[Data listing — start]
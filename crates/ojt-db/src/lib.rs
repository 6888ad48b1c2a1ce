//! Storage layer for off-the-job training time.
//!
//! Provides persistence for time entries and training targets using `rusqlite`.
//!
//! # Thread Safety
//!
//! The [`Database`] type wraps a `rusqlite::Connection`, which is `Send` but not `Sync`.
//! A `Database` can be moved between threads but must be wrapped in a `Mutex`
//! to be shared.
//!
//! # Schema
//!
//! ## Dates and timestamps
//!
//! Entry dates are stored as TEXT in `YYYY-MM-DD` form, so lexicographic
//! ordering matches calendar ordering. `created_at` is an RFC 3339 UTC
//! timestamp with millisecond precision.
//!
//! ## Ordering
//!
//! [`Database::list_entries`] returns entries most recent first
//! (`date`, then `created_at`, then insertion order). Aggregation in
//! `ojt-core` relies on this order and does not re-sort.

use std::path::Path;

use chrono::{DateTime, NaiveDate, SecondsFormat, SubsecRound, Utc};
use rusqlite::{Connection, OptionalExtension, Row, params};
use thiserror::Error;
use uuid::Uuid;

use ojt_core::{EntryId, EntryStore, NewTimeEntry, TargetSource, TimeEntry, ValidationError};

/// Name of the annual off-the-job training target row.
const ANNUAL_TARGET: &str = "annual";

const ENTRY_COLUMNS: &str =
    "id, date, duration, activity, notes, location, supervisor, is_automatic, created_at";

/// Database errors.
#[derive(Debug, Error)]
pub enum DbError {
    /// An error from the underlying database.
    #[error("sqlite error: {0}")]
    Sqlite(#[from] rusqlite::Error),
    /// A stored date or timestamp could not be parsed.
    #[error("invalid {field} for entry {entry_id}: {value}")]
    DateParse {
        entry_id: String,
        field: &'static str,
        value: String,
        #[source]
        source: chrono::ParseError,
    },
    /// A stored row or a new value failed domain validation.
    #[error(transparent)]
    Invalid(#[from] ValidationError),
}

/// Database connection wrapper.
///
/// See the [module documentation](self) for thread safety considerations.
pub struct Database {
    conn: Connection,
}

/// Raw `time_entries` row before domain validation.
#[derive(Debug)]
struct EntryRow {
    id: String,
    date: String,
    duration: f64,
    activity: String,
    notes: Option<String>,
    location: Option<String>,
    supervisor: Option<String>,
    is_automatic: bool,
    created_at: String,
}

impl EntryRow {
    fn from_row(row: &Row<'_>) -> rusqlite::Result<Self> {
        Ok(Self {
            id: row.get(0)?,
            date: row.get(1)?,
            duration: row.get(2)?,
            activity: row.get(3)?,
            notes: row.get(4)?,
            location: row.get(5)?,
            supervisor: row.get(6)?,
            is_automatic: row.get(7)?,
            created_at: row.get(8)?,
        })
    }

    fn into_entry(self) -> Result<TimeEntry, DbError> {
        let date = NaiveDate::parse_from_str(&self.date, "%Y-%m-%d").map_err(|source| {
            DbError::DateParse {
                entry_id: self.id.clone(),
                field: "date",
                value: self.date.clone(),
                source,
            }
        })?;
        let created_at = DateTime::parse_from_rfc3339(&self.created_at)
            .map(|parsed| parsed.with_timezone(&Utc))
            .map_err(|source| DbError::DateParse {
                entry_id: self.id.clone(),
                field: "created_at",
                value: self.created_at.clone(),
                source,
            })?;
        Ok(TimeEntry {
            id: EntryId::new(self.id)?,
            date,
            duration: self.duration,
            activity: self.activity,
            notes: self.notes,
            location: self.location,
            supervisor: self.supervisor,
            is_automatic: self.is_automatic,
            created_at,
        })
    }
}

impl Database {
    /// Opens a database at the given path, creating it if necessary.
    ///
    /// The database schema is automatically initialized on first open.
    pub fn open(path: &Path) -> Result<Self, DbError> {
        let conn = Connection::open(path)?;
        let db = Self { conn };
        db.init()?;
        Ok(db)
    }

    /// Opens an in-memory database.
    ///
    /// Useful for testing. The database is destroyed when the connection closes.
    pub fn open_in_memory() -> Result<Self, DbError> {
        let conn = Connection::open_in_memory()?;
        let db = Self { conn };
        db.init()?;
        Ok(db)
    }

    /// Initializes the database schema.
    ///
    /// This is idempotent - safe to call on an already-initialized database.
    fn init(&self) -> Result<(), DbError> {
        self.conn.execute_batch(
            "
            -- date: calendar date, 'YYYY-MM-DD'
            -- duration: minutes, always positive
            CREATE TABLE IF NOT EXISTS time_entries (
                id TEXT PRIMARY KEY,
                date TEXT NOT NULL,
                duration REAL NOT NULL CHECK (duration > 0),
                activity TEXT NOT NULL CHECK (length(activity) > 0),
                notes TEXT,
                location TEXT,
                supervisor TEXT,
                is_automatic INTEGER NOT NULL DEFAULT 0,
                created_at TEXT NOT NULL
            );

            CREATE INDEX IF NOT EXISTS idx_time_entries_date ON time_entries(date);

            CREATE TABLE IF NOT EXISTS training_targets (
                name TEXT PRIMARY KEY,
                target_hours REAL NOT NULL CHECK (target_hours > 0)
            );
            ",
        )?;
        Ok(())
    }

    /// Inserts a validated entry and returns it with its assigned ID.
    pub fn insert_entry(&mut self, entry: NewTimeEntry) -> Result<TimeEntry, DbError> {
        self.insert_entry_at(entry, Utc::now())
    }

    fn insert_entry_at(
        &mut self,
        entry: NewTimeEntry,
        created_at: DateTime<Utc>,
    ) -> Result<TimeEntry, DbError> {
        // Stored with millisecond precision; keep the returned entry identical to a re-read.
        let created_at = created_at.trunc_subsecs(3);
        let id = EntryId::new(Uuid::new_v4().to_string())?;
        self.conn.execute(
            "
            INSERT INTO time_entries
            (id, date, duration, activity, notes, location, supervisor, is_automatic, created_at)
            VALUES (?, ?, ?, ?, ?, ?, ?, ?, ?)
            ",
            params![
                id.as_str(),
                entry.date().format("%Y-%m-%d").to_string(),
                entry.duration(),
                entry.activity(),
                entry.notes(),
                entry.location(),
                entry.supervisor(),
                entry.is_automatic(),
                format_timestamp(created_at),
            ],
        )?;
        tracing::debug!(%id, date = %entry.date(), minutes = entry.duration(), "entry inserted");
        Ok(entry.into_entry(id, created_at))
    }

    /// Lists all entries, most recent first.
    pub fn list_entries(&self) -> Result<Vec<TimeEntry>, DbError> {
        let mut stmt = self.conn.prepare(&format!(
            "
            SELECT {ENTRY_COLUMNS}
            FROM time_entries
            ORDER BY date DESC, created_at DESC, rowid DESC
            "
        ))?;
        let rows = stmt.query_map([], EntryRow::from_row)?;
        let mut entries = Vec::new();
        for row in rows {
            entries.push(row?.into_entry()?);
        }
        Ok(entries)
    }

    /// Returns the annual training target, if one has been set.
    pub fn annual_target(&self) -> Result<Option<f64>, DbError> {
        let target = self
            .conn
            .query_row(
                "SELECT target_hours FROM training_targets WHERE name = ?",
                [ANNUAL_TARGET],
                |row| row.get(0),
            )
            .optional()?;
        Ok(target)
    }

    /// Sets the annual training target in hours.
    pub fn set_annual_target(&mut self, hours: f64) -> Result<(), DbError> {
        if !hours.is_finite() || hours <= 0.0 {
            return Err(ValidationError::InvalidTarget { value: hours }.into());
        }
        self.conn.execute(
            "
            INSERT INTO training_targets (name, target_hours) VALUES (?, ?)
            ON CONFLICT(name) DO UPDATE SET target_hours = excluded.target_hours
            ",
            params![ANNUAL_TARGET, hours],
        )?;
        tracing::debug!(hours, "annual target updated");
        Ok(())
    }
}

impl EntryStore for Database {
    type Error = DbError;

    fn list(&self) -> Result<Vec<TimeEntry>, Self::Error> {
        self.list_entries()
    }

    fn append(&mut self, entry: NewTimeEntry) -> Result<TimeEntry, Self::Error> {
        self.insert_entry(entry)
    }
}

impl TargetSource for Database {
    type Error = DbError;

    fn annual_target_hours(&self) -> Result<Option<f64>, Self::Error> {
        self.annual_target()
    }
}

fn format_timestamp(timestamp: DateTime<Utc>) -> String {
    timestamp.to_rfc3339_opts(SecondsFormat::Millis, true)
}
[Data listing — finish]
[Data listing — start]
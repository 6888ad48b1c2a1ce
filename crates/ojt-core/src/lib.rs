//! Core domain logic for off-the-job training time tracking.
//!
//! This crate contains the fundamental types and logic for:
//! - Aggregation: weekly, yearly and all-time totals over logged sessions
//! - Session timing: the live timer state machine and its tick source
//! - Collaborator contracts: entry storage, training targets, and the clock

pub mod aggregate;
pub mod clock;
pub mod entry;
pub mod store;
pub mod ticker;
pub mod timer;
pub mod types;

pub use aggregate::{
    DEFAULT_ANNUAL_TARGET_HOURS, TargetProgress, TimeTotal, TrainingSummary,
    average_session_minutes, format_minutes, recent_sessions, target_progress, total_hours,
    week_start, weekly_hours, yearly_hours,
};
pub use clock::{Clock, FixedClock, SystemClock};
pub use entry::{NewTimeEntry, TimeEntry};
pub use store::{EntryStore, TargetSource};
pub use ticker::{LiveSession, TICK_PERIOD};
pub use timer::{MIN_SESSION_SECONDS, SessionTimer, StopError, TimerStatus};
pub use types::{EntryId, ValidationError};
[Data listing — finish]
• Task goal:
Return every line from the entries that holds the string "Uuid".

• Answer space:
use uuid::Uuid;
        let id = EntryId::new(Uuid::new_v4().to_string())?;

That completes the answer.